As Voyager 1 left Earth on September 18, 1977, it looked back and acquired a stunning image.

Here is the first-ever photo of the Earth and moon in a single frame.  Voyager 1 took the photo on September 18, 1977, when it was 7.25 million miles (11.66 million kilometers) from Earth.   Image Number: P-19891 via NASA/JPL

Here is the first-ever photo of the Earth and moon in a single frame. Voyager 1 took the photo on September 18, 1977, when it was 7.25 million miles (11.66 million kilometers) from Earth. Image Number: P-19891 via NASA/JPL

September 18, 1977. Previous images had shown a part of the Earth, and a part of the moon, together. But – until this image by Voyager 1, taken on today’s date 37 years ago – we had never seen the Earth and moon as whole worlds in space, in the same frame and in color. Can you imagine how the image affected people, at the time? It was a stunning revelation.

Voyager 1 left Earth on September 5, 1977. It lifted off from Cape Canaveral, Florida aboard a Titan-Centaur rocket.

It was 11.66 million kilometers (7.25 million miles) from Earth – directly above Mount Everest, on the night side of the planet – when it captured this image.

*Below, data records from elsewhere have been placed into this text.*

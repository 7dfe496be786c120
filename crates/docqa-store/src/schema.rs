//! Database schema SQL.

/// One row per successfully indexed upload.
pub const SCHEMA_SQL: &str = r#"
CREATE TABLE IF NOT EXISTS documents (
    id INTEGER PRIMARY KEY AUTOINCREMENT,
    filename TEXT NOT NULL,
    stored_filename TEXT NOT NULL UNIQUE,
    file_path TEXT NOT NULL,
    vector_store_path TEXT NOT NULL,
    content_hash TEXT NOT NULL,
    chunk_count INTEGER NOT NULL,
    created_at INTEGER NOT NULL
);

CREATE INDEX IF NOT EXISTS idx_documents_filename ON documents(filename);
"#;
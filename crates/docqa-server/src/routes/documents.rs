//! Document record listing.

use std::sync::Arc;

use axum::extract::{Path, State};
use axum::routing::get;
use axum::{Json, Router};
use serde_json::{json, Value};

use crate::error::{join_blocking, ApiError};
use crate::state::AppState;
use docqa_core::Error;
use docqa_store::Document;

pub fn routes() -> Router<Arc<AppState>> {
    Router::new()
        .route("/documents", get(list_documents))
        .route("/documents/{id}", get(get_document))
}

fn document_json(doc: &Document) -> Value {
    json!({
        "id": doc.id,
        "filename": doc.filename,
        "stored_filename": doc.stored_filename,
        "chunk_count": doc.chunk_count,
        "content_hash": doc.content_hash,
        "created_at": doc.created_at_rfc3339(),
    })
}

/// GET /documents: all records, newest first.
async fn list_documents(State(state): State<Arc<AppState>>) -> Result<Json<Value>, ApiError> {
    let docs = join_blocking(tokio::task::spawn_blocking(move || state.store.list_documents())).await?;
    Ok(Json(json!({
        "documents": docs.iter().map(document_json).collect::<Vec<_>>(),
        "total": docs.len(),
    })))
}

/// GET /documents/{id}
async fn get_document(
    State(state): State<Arc<AppState>>,
    Path(id): Path<i64>,
) -> Result<Json<Value>, ApiError> {
    let doc = join_blocking(tokio::task::spawn_blocking(move || {
        state
            .store
            .get_document(id)?
            .ok_or_else(|| Error::NotFound("Document not found".into()))
    }))
    .await?;
    Ok(Json(document_json(&doc)))
}
//! Service status.

use std::sync::Arc;

use axum::extract::State;
use axum::routing::get;
use axum::{Json, Router};
use serde_json::json;

use crate::error::{join_blocking, ApiError};
use crate::state::AppState;

pub fn routes() -> Router<Arc<AppState>> {
    Router::new().route("/status", get(get_status))
}

/// GET /status
async fn get_status(
    State(state): State<Arc<AppState>>,
) -> Result<Json<serde_json::Value>, ApiError> {
    let st = state.clone();
    let documents =
        join_blocking(tokio::task::spawn_blocking(move || st.store.count_documents())).await?;
    let answer = state.answer.as_ref();
    Ok(Json(json!({
        "status": "healthy",
        "service": "docqa",
        "documents": documents,
        "llmAvailable": answer.is_some(),
        "llmProvider": answer.map(|a| a.provider.to_string()),
        "model": answer.map(|a| a.model.clone()),
        "chunkSize": state.config.chunking.chunk_size,
        "chunkOverlap": state.config.chunking.chunk_overlap,
        "topK": state.config.top_k,
    })))
}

Today, Voyager 1 still communicates with NASA’s Deep Space Network. It receives routine commands and returns data. Both Voyager 1 and 2 are currently in the heliosheath – the outermost layer of the heliosphere, or sphere of our sun’s influence. In that part of space, the solar wind is slowed by the pressure of interstellar gas, that is, the gas between the stars.

Voyager 1 is currently the farthest earthly spacecraft from Earth.